Ascoltiamo costantemente, anche grazie ai tg e alle testate giornalistiche che sgomitano tra loro per chi meglio presenta la notizia di cronaca, le note dolenti di questa regione tanto martoriata.
Ogni tanto però è doveroso e anche salutare respirare aria diversa, aria pulita. Facciamo un passo indietro e frughiamo tra reminiscenze che rendono onore alla terra di Calabria.
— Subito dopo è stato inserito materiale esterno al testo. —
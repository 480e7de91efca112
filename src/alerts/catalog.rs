//! Built-in monitor catalog for the chat service

use super::rule::{AlertRule, MissingDataPolicy, RuleError, RuleKind, RuleSet, Slo};
use crate::config::AlertSettings;
use crate::telemetry::MetricNames;

pub const AVAILABILITY_SLO: &str = "chat-availability";

/// Rules shipped with the service, scoped to `service`
pub fn builtin_rule_set(names: &MetricNames, service: &str) -> RuleSet {
    let scope = format!("service:{}", service);
    let service_tag = scope.clone();

    let slo = Slo {
        id: AVAILABILITY_SLO.to_string(),
        name: "Chat availability".to_string(),
        target: 99.0,
        timeframe: "7d".to_string(),
        good_metric: names.chat_success_total.clone(),
        total_metric: names.requests_total.clone(),
        scope: vec![scope.clone()],
    };

    let rules = vec![
        AlertRule::new(
            "LLM_Traffic_Stopped",
            RuleKind::Threshold,
            format!(
                "sum(last_5m):sum:{}{{{}}}.as_count() < 1",
                names.requests_total, scope
            ),
            1.0,
        )
        .with_message(
            "{{#is_alert}}No chat requests received in the last 5 minutes.{{/is_alert}}\
             {{#is_recovery}}Chat traffic resumed.{{/is_recovery}}",
        ),
        AlertRule::new(
            "LLM_Error_Detected",
            RuleKind::Threshold,
            format!(
                "sum(last_5m):sum:{}{{{}}}.as_count() >= 1",
                names.chat_error_total, scope
            ),
            1.0,
        )
        .with_message(
            "{{#is_alert}}{{value}} error(s) on the chat endpoint in the last 5 minutes.{{/is_alert}}\
             {{#is_recovery}}No chat errors in the last 5 minutes.{{/is_recovery}}",
        ),
        AlertRule::new(
            "LLM_High_Latency",
            RuleKind::Threshold,
            format!("avg(last_5m):avg:{}{{{}}} > 3000", names.latency_ms, scope),
            3000.0,
        )
        .with_warning(2000.0)
        .with_message(
            "{{#is_alert}}Average chat latency is {{value}} ms (critical {{threshold}} ms).{{/is_alert}}\
             {{#is_warning}}Average chat latency is {{value}} ms (warning {{warn_threshold}} ms).{{/is_warning}}\
             {{#is_recovery}}Chat latency back to {{value}} ms.{{/is_recovery}}",
        ),
        AlertRule::new(
            "LLM_SLO_Burn_Rate",
            RuleKind::SloBurnRate,
            format!(
                r#"burn_rate("{}").over("7d").long_window("1h").short_window("5m") > 14.4"#,
                AVAILABILITY_SLO
            ),
            14.4,
        )
        .with_warning(6.0)
        .with_message(
            "{{#is_alert}}Availability error budget burning at {{value}}x the sustainable rate.{{/is_alert}}\
             {{#is_warning}}Availability error budget burning at {{value}}x.{{/is_warning}}\
             {{#is_recovery}}Burn rate back to {{value}}x.{{/is_recovery}}",
        ),
        AlertRule::new(
            "LLM_SLO_Error_Budget",
            RuleKind::SloErrorBudget,
            format!(r#"error_budget("{}").over("7d") >= 100"#, AVAILABILITY_SLO),
            100.0,
        )
        .with_warning(80.0)
        .with_message(
            "{{#is_alert}}Availability error budget exhausted ({{value}}% spent).{{/is_alert}}\
             {{#is_warning}}{{value}}% of the availability error budget spent.{{/is_warning}}\
             {{#is_recovery}}Error budget spend down to {{value}}%.{{/is_recovery}}",
        ),
    ];

    RuleSet {
        slos: vec![slo],
        rules: rules
            .into_iter()
            .map(|rule| {
                rule.with_tag(service_tag.clone())
                    .with_tag("team:llm")
                    .with_missing_data(MissingDataPolicy::Default)
            })
            .collect(),
    }
}

/// Rule file from settings if one is configured, otherwise the catalog
pub fn load_rule_set(
    settings: &AlertSettings,
    names: &MetricNames,
    service: &str,
) -> Result<RuleSet, RuleError> {
    match &settings.rules_path {
        Some(path) => {
            tracing::info!(path = %path.display(), "Loading alert rules from file");
            RuleSet::load(path)
        }
        None => Ok(builtin_rule_set(names, service)),
    }
}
Che essa detenga il primato di avere per prima accolto il messaggio cristiano, è ben noto.
San Giovanni Paolo II il 7 ottobre 1984 a Reggio Calabria durante la visita pastorale, affermava: “Nel toccare il suolo di questa città, provo una viva emozione al considerare che qui approdò, quasi duemila anni fa, Paolo di Tarso, … e che qui accese la fiaccola della fede cristiana; da qui il Cristianesimo ha iniziato il suo cammino in terra calabra, espandendosi in ogni direzione, sia verso la costa ionica sia verso la fascia tirrenica”.
Non tutti invece sono a conoscenza che la Calabria vanta di avere tra i suoi figli dieci Papi, di cui ben otto santi, e un antipapa.
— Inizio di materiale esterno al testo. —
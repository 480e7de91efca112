//! Service configuration
//!
//! Everything is read from environment variables. Unset or empty variables
//! fall back to defaults; numeric variables that fail to parse are rejected.

use std::path::PathBuf;

const DEFAULT_SYSTEM_INSTRUCTION: &str = "You are dd-gemini-app: a production-style Gemini (Vertex AI) API demo for observability. \
Answer concisely and practically. If asked what you do, say you provide Gemini responses \
and return model + latency for monitoring. Do not claim to be 'trained by Google' or describe yourself as a generic LLM.";

/// Top-level configuration for the chat service
#[derive(Debug, Clone)]
pub struct AppConfig {
    pub host: String,
    pub port: u16,
    /// API key required in `X-API-Key`; no gate when unset
    pub app_api_key: Option<String>,
    /// Per-client requests allowed per minute (0 disables limiting)
    pub rate_limit_rpm: u32,
    /// Latency injected after each model call
    pub slow_ms: u64,
    pub model: ModelConfig,
    pub datadog: DatadogConfig,
    pub alerts: AlertSettings,
}

/// Vertex AI model settings
#[derive(Debug, Clone)]
pub struct ModelConfig {
    pub project: Option<String>,
    pub location: String,
    pub model: String,
    /// Static bearer token; the metadata server is used when unset
    pub access_token: Option<String>,
    pub system_instruction: String,
    pub max_output_tokens: u32,
    pub temperature: f32,
}

/// Datadog intake settings
#[derive(Debug, Clone)]
pub struct DatadogConfig {
    pub api_key: Option<String>,
    /// Needed only for the monitor API
    pub app_key: Option<String>,
    pub site: String,
    pub env: String,
    pub service: String,
    pub metric_namespace: String,
}

impl DatadogConfig {
    /// Base URL of the Datadog API for the configured site
    pub fn api_base(&self) -> String {
        let site = self
            .site
            .trim_start_matches("https://")
            .trim_start_matches("http://")
            .trim_end_matches('/');
        format!("https://api.{}", site)
    }

    /// Tags attached to every metric and log line
    pub fn base_tags(&self) -> Vec<String> {
        vec![
            format!("env:{}", self.env),
            format!("service:{}", self.service),
        ]
    }
}

/// Local alert evaluation settings
#[derive(Debug, Clone)]
pub struct AlertSettings {
    /// JSON rule set replacing the built-in catalog
    pub rules_path: Option<PathBuf>,
    pub check_interval_secs: u64,
    pub webhook_url: Option<String>,
}

impl Default for AlertSettings {
    fn default() -> Self {
        Self {
            rules_path: None,
            check_interval_secs: 60,
            webhook_url: None,
        }
    }
}

impl AppConfig {
    /// Build configuration from the process environment
    pub fn from_env() -> Result<Self, ConfigError> {
        Self::from_lookup(|key| std::env::var(key).ok())
    }

    /// Build configuration from an arbitrary key lookup
    pub fn from_lookup<F>(lookup: F) -> Result<Self, ConfigError>
    where
        F: Fn(&str) -> Option<String>,
    {
        let get = |key: &str| lookup(key).filter(|v| !v.trim().is_empty());

        let model = ModelConfig {
            project: get("GOOGLE_CLOUD_PROJECT"),
            location: get("GOOGLE_CLOUD_LOCATION").unwrap_or_else(|| "us-central1".to_string()),
            model: get("GEMINI_MODEL").unwrap_or_else(|| "gemini-2.0-flash".to_string()),
            access_token: get("GOOGLE_ACCESS_TOKEN"),
            system_instruction: get("SYSTEM_INSTRUCTION")
                .unwrap_or_else(|| DEFAULT_SYSTEM_INSTRUCTION.to_string()),
            max_output_tokens: parse_or(&get, "MAX_OUTPUT_TOKENS", 256)?,
            temperature: parse_or(&get, "TEMPERATURE", 0.2)?,
        };

        let datadog = DatadogConfig {
            api_key: get("DD_API_KEY"),
            app_key: get("DD_APP_KEY").or_else(|| get("DD_APPLICATION_KEY")),
            site: get("DD_SITE").unwrap_or_else(|| "us5.datadoghq.com".to_string()),
            env: get("DD_ENV").unwrap_or_else(|| "prod".to_string()),
            service: get("DD_SERVICE").unwrap_or_else(|| "dd-gemini-app".to_string()),
            metric_namespace: get("DD_METRIC_NAMESPACE").unwrap_or_else(|| "dd_gemini".to_string()),
        };

        let alerts = AlertSettings {
            rules_path: get("ALERT_RULES_PATH").map(PathBuf::from),
            check_interval_secs: parse_or(&get, "ALERT_CHECK_INTERVAL_SECS", 60)?,
            webhook_url: get("ALERT_WEBHOOK_URL"),
        };

        Ok(Self {
            host: get("HOST").unwrap_or_else(|| "0.0.0.0".to_string()),
            port: parse_or(&get, "PORT", 8080)?,
            app_api_key: get("APP_API_KEY"),
            rate_limit_rpm: parse_or(&get, "RATE_LIMIT_RPM", 30)?,
            slow_ms: parse_or(&get, "SLOW_MS", 0)?,
            model,
            datadog,
            alerts,
        })
    }
}

fn parse_or<T, G>(get: &G, key: &str, default: T) -> Result<T, ConfigError>
where
    T: std::str::FromStr,
    G: Fn(&str) -> Option<String>,
{
    match get(key) {
        Some(raw) => raw.trim().parse().map_err(|_| ConfigError::Invalid {
            key: key.to_string(),
            value: raw,
        }),
        None => Ok(default),
    }
}

/// Configuration errors
#[derive(Debug, thiserror::Error)]
pub enum ConfigError {
    #[error("Invalid value for {key}: {value:?}")]
    Invalid { key: String, value: String },
}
Significativo è quanto disse San Giovanni Paolo II: “La Calabria, come terra di fede ha avuto la sua rappresentanza nell’elenco dei Romani Pontefici, avendo dato alcuni suoi figli alla sede di Pietro”.
Chi sono costoro? Storici medioevali, calabresi e non ce li hanno narrati. Si tratta di: San Telesforo; Sant’Anterio; San Dionisio; Sant’Eusebio; San Zosimo; Sant’Agatone; San Leone II; San Giovanni II; San Zaccaria; Stefano III; Giovanni XVI Antipapa, come hanno attestato gli storici medioevali.
San Telesforo nacque a Terranova, in provincia di Reggio Calabria, intorno al 95. Governò la Chiesa dal 125 al 136, ed è il primo pontefice ad essere registrato come martire nel Liber Pontificalis. Il suo pontificato coincise con l’impero di Adriano e con una fase storica in cui nell’urbe confluivano e si formavano innumerevoli movimenti che insediavano la fede cristiana. L’eresia più diffusa era lo gnosticismo che San Telesforo combatté con tutte le sue forze. Scrive Giovanni Fiore: “preso da’Ministri dell’Infedeltà, gli venne proposto che se avesse abbandonato la Santa Fede, sarebbe diventato Ministro degl’Indoli”.
Egli, non solo rigettò con veemenza le lusinghe e “l’empio consiglio”, ma accusò i suoi persecutori. “Onde percò”, conclude lo storico cappuccino “se gli stroncò il venerabile capo”.
Il martirio avvenne il 5 gennaio del 136 e il suo corpo sarebbe stato recuperato dai cristiani e condotto nella Basilica Vaticana per essere seppellito accanto alla tomba di San Pietro.
A San Telesforo si deve l’obbligo del digiuno nel periodo della Quaresima. Introdusse anche l’inno angelico Gloria in exelcisis Deo alla liturgia natalizia e quasi tutti gli storici della Chiesa lo presentano come un Papa santo e martire.
Dell’antica Petilia, attuale Petilia Policastro, sarebbe originario Sant’Antero. Non si conosce molto di lui. Salì al soglio pontificio nel 235. Fu un pontificato molto breve vissuto dopo l’uccisione di Alessandro Severo da parte di Massimino, quando l’epoca di distensione tra Impero e Chiesa era tramontata.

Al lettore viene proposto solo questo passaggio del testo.